No. Scripts are injected once on startup directly into the browser sessions of the Steam client. If you want to revert, simply disable the devtools-inject service and reboot your Deck.
Probably ? Obviously having remote debugging enabled has its own risks, and could in some cases result in leaked steam keys and what not, but then again the -cef-enable-debugging flag by default only allows access from the device itself (not even the local network). This means the device would have to be already compromised to pose any real danger, and by then I'm sure there are bigger problems. At any rate, use at your own risk.

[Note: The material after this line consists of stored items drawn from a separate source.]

use std::num::NonZeroUsize;

use crate::{
    domain::{Entry, labels},
    settings::{Preferences, Settings},
};

/// Page sizes offered by the chooser and the step actions.
pub const ITEMS_PER_PAGE_CHOICES: [usize; 8] = [4, 5, 6, 8, 10, 12, 16, 20];

#[derive(Debug, Clone, Copy, PartialEq, Eq, Default)]
pub enum ViewMode {
    /// Whole catalog at once; pagination is ignored.
    #[default]
    Card,
    /// Fixed-size window navigated page by page.
    Paginated,
}

impl ViewMode {
    pub fn as_str(self) -> &'static str {
        match self {
            ViewMode::Card => "card",
            ViewMode::Paginated => "paginated",
        }
    }

    pub fn parse(raw: &str) -> Option<Self> {
        match raw.trim() {
            "card" => Some(ViewMode::Card),
            "paginated" => Some(ViewMode::Paginated),
            _ => None,
        }
    }

    pub fn other(self) -> Self {
        match self {
            ViewMode::Card => ViewMode::Paginated,
            ViewMode::Paginated => ViewMode::Card,
        }
    }

    pub fn label(self) -> &'static str {
        match self {
            ViewMode::Card => labels::VIEW_MODE_CARD,
            ViewMode::Paginated => labels::VIEW_MODE_PAGINATED,
        }
    }
}

#[derive(Debug, Clone, Copy, PartialEq, Eq)]
pub enum Toggle {
    DarkMode,
    ImageMode,
    ThickBorder,
}

impl Toggle {
    pub const ALL: [Toggle; 3] = [Toggle::DarkMode, Toggle::ImageMode, Toggle::ThickBorder];

    pub fn label(self) -> &'static str {
        match self {
            Toggle::DarkMode => labels::SETTING_DARK_MODE,
            Toggle::ImageMode => labels::SETTING_IMAGE_MODE,
            Toggle::ThickBorder => labels::SETTING_THICK_BORDER,
        }
    }
}

/// How much of the screen a state change invalidates.
#[derive(Debug, Clone, Copy, PartialEq, Eq)]
pub enum RenderScope {
    /// Nothing changed.
    None,
    /// Only the global theme.
    Theme,
    /// Per-item markup changed; the visible slice is the same.
    Items,
    /// The visible slice changed; selection restarts at its first entry.
    List,
}

#[derive(Debug, Clone, Copy, PartialEq, Eq)]
pub struct Pagination {
    pub current_page: usize,
    pub total_pages: usize,
    pub prev_enabled: bool,
    pub next_enabled: bool,
    pub visible: bool,
}

/// Display mode, windowing and feature toggles, backed by persisted settings.
#[derive(Debug)]
pub struct ViewState {
    settings: Settings,
    prefs: Preferences,
    current_page: usize,
    catalog_len: usize,
}

impl ViewState {
    /// Build the view from persisted preferences. Settings are read only here.
    pub fn new(settings: Settings) -> Self {
        let prefs = settings.load();
        Self {
            settings,
            prefs,
            current_page: 1,
            catalog_len: 0,
        }
    }

    pub fn attach_catalog(&mut self, len: usize) -> RenderScope {
        self.catalog_len = len;
        self.current_page = 1;
        RenderScope::List
    }

    pub fn mode(&self) -> ViewMode {
        self.prefs.view_mode
    }

    pub fn items_per_page(&self) -> NonZeroUsize {
        self.prefs.items_per_page
    }

    pub fn current_page(&self) -> usize {
        self.current_page
    }

    /// `ceil(catalog / items_per_page)`; zero for an empty catalog.
    pub fn total_pages(&self) -> usize {
        self.catalog_len.div_ceil(self.prefs.items_per_page.get())
    }

    pub fn toggle(&self, toggle: Toggle) -> bool {
        self.prefs.toggle(toggle)
    }

    pub fn preferences(&self) -> Preferences {
        self.prefs
    }

    pub fn settings(&self) -> &Settings {
        &self.settings
    }

    pub fn set_view_mode(&mut self, mode: ViewMode) -> RenderScope {
        if self.prefs.view_mode == mode {
            return RenderScope::None;
        }
        self.prefs.view_mode = mode;
        self.settings.set_view_mode(mode);
        self.current_page = 1;
        RenderScope::List
    }

    pub fn cycle_view_mode(&mut self) -> RenderScope {
        self.set_view_mode(self.prefs.view_mode.other())
    }

    pub fn set_items_per_page(&mut self, items: NonZeroUsize) -> RenderScope {
        if self.prefs.items_per_page == items {
            return RenderScope::None;
        }
        self.prefs.items_per_page = items;
        self.settings.set_items_per_page(items);
        self.current_page = 1;
        RenderScope::List
    }

    /// Move to the neighbouring entry of [`ITEMS_PER_PAGE_CHOICES`].
    pub fn step_items_per_page(&mut self, delta: i32) -> RenderScope {
        let current = self.prefs.items_per_page.get();
        let below = ITEMS_PER_PAGE_CHOICES
            .iter()
            .filter(|&&choice| choice < current)
            .count() as i64;
        // an off-list size sits between two choices
        let base = if delta > 0 && !ITEMS_PER_PAGE_CHOICES.contains(&current) {
            below - 1
        } else {
            below
        };
        let last = ITEMS_PER_PAGE_CHOICES.len() as i64 - 1;
        let next = ITEMS_PER_PAGE_CHOICES[(base + i64::from(delta)).clamp(0, last) as usize];
        if (delta > 0 && next <= current) || (delta < 0 && next >= current) {
            return RenderScope::None;
        }
        match NonZeroUsize::new(next) {
            Some(items) => self.set_items_per_page(items),
            None => RenderScope::None,
        }
    }

    /// Move `delta` pages. Ignored in card mode and past either end.
    pub fn go_to_page(&mut self, delta: isize) -> RenderScope {
        if self.prefs.view_mode == ViewMode::Card {
            return RenderScope::None;
        }
        let Some(target) = self.current_page.checked_add_signed(delta) else {
            return RenderScope::None;
        };
        if delta == 0 || target < 1 || target > self.total_pages() {
            return RenderScope::None;
        }
        self.current_page = target;
        RenderScope::List
    }

    pub fn visible_slice<'a>(&self, entries: &'a [Entry]) -> &'a [Entry] {
        match self.prefs.view_mode {
            ViewMode::Card => entries,
            ViewMode::Paginated => {
                let per_page = self.prefs.items_per_page.get();
                let start = (self.current_page - 1).saturating_mul(per_page);
                if start >= entries.len() {
                    return &[];
                }
                let end = start.saturating_add(per_page).min(entries.len());
                &entries[start..end]
            }
        }
    }

    pub fn set_toggle(&mut self, toggle: Toggle, enabled: bool) -> RenderScope {
        if self.prefs.toggle(toggle) == enabled {
            return RenderScope::None;
        }
        match toggle {
            Toggle::DarkMode => self.prefs.dark_mode = enabled,
            Toggle::ImageMode => self.prefs.image_mode = enabled,
            Toggle::ThickBorder => self.prefs.thick_border = enabled,
        }
        self.settings.set_toggle(toggle, enabled);
        match toggle {
            Toggle::DarkMode => RenderScope::Theme,
            Toggle::ImageMode | Toggle::ThickBorder => RenderScope::Items,
        }
    }

    pub fn set_dark_mode(&mut self, enabled: bool) -> RenderScope {
        self.set_toggle(Toggle::DarkMode, enabled)
    }

    pub fn set_image_mode(&mut self, enabled: bool) -> RenderScope {
        self.set_toggle(Toggle::ImageMode, enabled)
    }

    pub fn set_thick_border(&mut self, enabled: bool) -> RenderScope {
        self.set_toggle(Toggle::ThickBorder, enabled)
    }

    pub fn pagination(&self) -> Pagination {
        let paginated = self.prefs.view_mode == ViewMode::Paginated;
        let total_pages = self.total_pages();
        Pagination {
            current_page: self.current_page,
            total_pages,
            prev_enabled: paginated && self.current_page > 1,
            next_enabled: paginated && self.current_page < total_pages,
            visible: paginated,
        }
    }
}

Run all these in /home/deck
git clone https://github.com/marios8543/steamdeck-ui-inject.git
cd steamdeck-ui-inject
sudo steamos-readonly disable
curl https://bootstrap.pypa.io/get-pip.py > get-pip.py
sudo python get-pip.py
sudo python -m pip install -r requirements.txt
sudo ./patch-gamescope-session.sh
sudo cp devtools-inject.service /etc/systemd/system/
sudo systemctl enable --now devtools-inject
sudo steamos-readonly enable
Create a new folder in scripts and add a file named main.js
The first line should be a commented-out JSON string with target_tab
parameter and an optional enabled
parameter.
Preferably, put your code in a self-calling function. Check scripts/example
.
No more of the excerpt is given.